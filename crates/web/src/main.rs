use std::sync::Arc;

use database::{seed, MemoryDatabase};
use donation::{client::Client, reminder::LogDispatcher};
use web::{start_web_server, WebState};

#[tokio::main]
async fn main() {
    env_logger::init();

    // backing store with demo data
    let database = MemoryDatabase::new();
    seed::example_data(&database)
        .await
        .expect("could not seed example data.");

    let coordination_client = Client::new(database, Arc::new(LogDispatcher));

    let web_future = start_web_server(WebState {
        coordination_client,
    });

    let _ = web_future.await;
}
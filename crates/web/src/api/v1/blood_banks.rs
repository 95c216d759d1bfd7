use std::sync::Arc;

use axum::{
    extract::{OriginalUri, Path, Query, State},
    http::Method,
    routing::{get, on},
    Extension, Router,
};
use model::{blood_bank::BloodBank, WithDistance, WithId};
use utility::id::Id;

use crate::{
    common::{
        route_not_found, schema, HateoasResult, PageParams, RouteErrorResponse,
        VecResponse, METHOD_FILTER_ALL,
    },
    hateoas,
    middleware::base_url::{base_url_middleware, BaseUrl},
    WebState,
};

use super::NearbyQuery;

macro_rules! resource {
    ($($arg:tt)*) => {
        crate::api::v1::resource!("/blood-banks{}", format_args!($($arg)*))
    };
}
pub(crate) use resource;

pub(crate) fn routes(state: WebState) -> Router {
    Router::new()
        .route("/schema", get(schema::<BloodBank>))
        .route("/:id", get(get_blood_bank))
        .route("/", get(get_blood_banks))
        .route("/nearby", get(nearby))
        .layer(axum::middleware::from_fn(base_url_middleware))
        .with_state(state)
        .fallback_service(on(METHOD_FILTER_ALL, route_not_found))
}

async fn get_blood_banks(
    OriginalUri(original_uri): OriginalUri,
    State(WebState {
        coordination_client,
    }): State<WebState>,
    Query(params): Query<PageParams>,
    Extension(base_url): Extension<Arc<BaseUrl>>,
) -> HateoasResult<VecResponse<hateoas::Response<BloodBank>>> {
    coordination_client
        .get_blood_banks()
        .await
        .map(|banks| {
            let banks = banks
                .into_iter()
                .map(|bank| blood_bank_hateoas(bank, base_url.clone()))
                .collect::<Vec<_>>();
            VecResponse::page_of(banks, params.page(), params.page_size())
                .hateoas()
                .json()
        })
        .map_err(|why| {
            RouteErrorResponse::from(why)
                .with_method(&Method::GET)
                .with_uri(original_uri.path())
        })
}

async fn get_blood_bank(
    OriginalUri(original_uri): OriginalUri,
    Path(id): Path<String>,
    State(WebState {
        coordination_client,
    }): State<WebState>,
    Extension(base_url): Extension<Arc<BaseUrl>>,
) -> HateoasResult<BloodBank> {
    coordination_client
        .get_blood_bank(Id::new(id))
        .await
        .map(|bank| blood_bank_hateoas(bank, base_url.clone()).json())
        .map_err(|why| {
            RouteErrorResponse::from(why)
                .with_method(&Method::GET)
                .with_uri(original_uri.path())
        })
}

async fn nearby(
    OriginalUri(original_uri): OriginalUri,
    State(WebState {
        coordination_client,
    }): State<WebState>,
    Query(params): Query<NearbyQuery>,
    Extension(base_url): Extension<Arc<BaseUrl>>,
) -> HateoasResult<VecResponse<hateoas::Response<WithDistance<BloodBank>>>> {
    let center = params.center().map_err(|why| {
        RouteErrorResponse::from(donation::RequestError::from(why))
            .with_method(&Method::GET)
            .with_uri(original_uri.path())
    })?;
    coordination_client
        .nearby_blood_banks(&center, params.radius_km())
        .await
        .map(|banks| {
            let banks = banks
                .into_iter()
                .map(|bank| blood_bank_with_distance_hateoas(bank, base_url.clone()))
                .collect::<Vec<_>>();
            VecResponse::non_paginated(banks).hateoas().json()
        })
        .map_err(|why| {
            RouteErrorResponse::from(why)
                .with_method(&Method::GET)
                .with_uri(original_uri.path())
        })
}

fn blood_bank_hateoas(
    bank: WithId<BloodBank>,
    base_url: Arc<BaseUrl>,
) -> hateoas::Response<BloodBank> {
    let id = bank.id.raw();
    hateoas::Response::builder(bank.content, base_url)
        .link("self", resource!("/{}", id))
        .link(
            "availability",
            super::schedules::resource!(
                "/time-slots/availability?bloodBankId={}",
                id
            ),
        )
        .build()
}

pub(crate) fn blood_bank_with_distance_hateoas(
    bank: WithDistance<WithId<BloodBank>>,
    base_url: Arc<BaseUrl>,
) -> hateoas::Response<WithDistance<BloodBank>> {
    let id = bank.content.id.clone();
    hateoas::Response::builder(
        WithDistance::new(bank.distance_km, bank.content.content),
        base_url,
    )
    .link("self", resource!("/{}", id.raw()))
    .link(
        "availability",
        super::schedules::resource!(
            "/time-slots/availability?bloodBankId={}",
            id.raw()
        ),
    )
    .build()
}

━━━━

About this exercise » Your answer should be the listing itself, repeated exactly.

Your response »
filename crates/web/src/main.rs
use std::sync::Arc;

use database::{seed, MemoryDatabase};
use donation::{client::Client, reminder::LogDispatcher};
use web::{start_web_server, WebState};

#[tokio::main]
async fn main() {
    env_logger::init();

    // backing store with demo data
    let database = MemoryDatabase::new();
    seed::example_data(&database)
        .await
        .expect("could not seed example data.");

    let coordination_client = Client::new(database, Arc::new(LogDispatcher));

    let web_future = start_web_server(WebState {
        coordination_client,
    });

    let _ = web_future.await;
}
filename crates/web/src/api/v1/blood_banks.rs
repository 95c216d759d1bfd7
use std::sync::Arc;

use axum::{
    extract::{OriginalUri, Path, Query, State},
    http::Method,
    routing::{get, on},
    Extension, Router,
};
use model::{blood_bank::BloodBank, WithDistance, WithId};
use utility::id::Id;

use crate::{
    common::{
        route_not_found, schema, HateoasResult, PageParams, RouteErrorResponse,
        VecResponse, METHOD_FILTER_ALL,
    },
    hateoas,
    middleware::base_url::{base_url_middleware, BaseUrl},
    WebState,
};

use super::NearbyQuery;

macro_rules! resource {
    ($($arg:tt)*) => {
        crate::api::v1::resource!("/blood-banks{}", format_args!($($arg)*))
    };
}
pub(crate) use resource;

pub(crate) fn routes(state: WebState) -> Router {
    Router::new()
        .route("/schema", get(schema::<BloodBank>))
        .route("/:id", get(get_blood_bank))
        .route("/", get(get_blood_banks))
        .route("/nearby", get(nearby))
        .layer(axum::middleware::from_fn(base_url_middleware))
        .with_state(state)
        .fallback_service(on(METHOD_FILTER_ALL, route_not_found))
}

async fn get_blood_banks(
    OriginalUri(original_uri): OriginalUri,
    State(WebState {
        coordination_client,
    }): State<WebState>,
    Query(params): Query<PageParams>,
    Extension(base_url): Extension<Arc<BaseUrl>>,
) -> HateoasResult<VecResponse<hateoas::Response<BloodBank>>> {
    coordination_client
        .get_blood_banks()
        .await
        .map(|banks| {
            let banks = banks
                .into_iter()
                .map(|bank| blood_bank_hateoas(bank, base_url.clone()))
                .collect::<Vec<_>>();
            VecResponse::page_of(banks, params.page(), params.page_size())
                .hateoas()
                .json()
        })
        .map_err(|why| {
            RouteErrorResponse::from(why)
                .with_method(&Method::GET)
                .with_uri(original_uri.path())
        })
}

async fn get_blood_bank(
    OriginalUri(original_uri): OriginalUri,
    Path(id): Path<String>,
    State(WebState {
        coordination_client,
    }): State<WebState>,
    Extension(base_url): Extension<Arc<BaseUrl>>,
) -> HateoasResult<BloodBank> {
    coordination_client
        .get_blood_bank(Id::new(id))
        .await
        .map(|bank| blood_bank_hateoas(bank, base_url.clone()).json())
        .map_err(|why| {
            RouteErrorResponse::from(why)
                .with_method(&Method::GET)
                .with_uri(original_uri.path())
        })
}

async fn nearby(
    OriginalUri(original_uri): OriginalUri,
    State(WebState {
        coordination_client,
    }): State<WebState>,
    Query(params): Query<NearbyQuery>,
    Extension(base_url): Extension<Arc<BaseUrl>>,
) -> HateoasResult<VecResponse<hateoas::Response<WithDistance<BloodBank>>>> {
    let center = params.center().map_err(|why| {
        RouteErrorResponse::from(donation::RequestError::from(why))
            .with_method(&Method::GET)
            .with_uri(original_uri.path())
    })?;
    coordination_client
        .nearby_blood_banks(&center, params.radius_km())
        .await
        .map(|banks| {
            let banks = banks
                .into_iter()
                .map(|bank| blood_bank_with_distance_hateoas(bank, base_url.clone()))
                .collect::<Vec<_>>();
            VecResponse::non_paginated(banks).hateoas().json()
        })
        .map_err(|why| {
            RouteErrorResponse::from(why)
                .with_method(&Method::GET)
                .with_uri(original_uri.path())
        })
}

fn blood_bank_hateoas(
    bank: WithId<BloodBank>,
    base_url: Arc<BaseUrl>,
) -> hateoas::Response<BloodBank> {
    let id = bank.id.raw();
    hateoas::Response::builder(bank.content, base_url)
        .link("self", resource!("/{}", id))
        .link(
            "availability",
            super::schedules::resource!(
                "/time-slots/availability?bloodBankId={}",
                id
            ),
        )
        .build()
}

pub(crate) fn blood_bank_with_distance_hateoas(
    bank: WithDistance<WithId<BloodBank>>,
    base_url: Arc<BaseUrl>,
) -> hateoas::Response<WithDistance<BloodBank>> {
    let id = bank.content.id.clone();
    hateoas::Response::builder(
        WithDistance::new(bank.distance_km, bank.content.content),
        base_url,
    )
    .link("self", resource!("/{}", id.raw()))
    .link(
        "availability",
        super::schedules::resource!(
            "/time-slots/availability?bloodBankId={}",
            id.raw()
        ),
    )
    .build()
}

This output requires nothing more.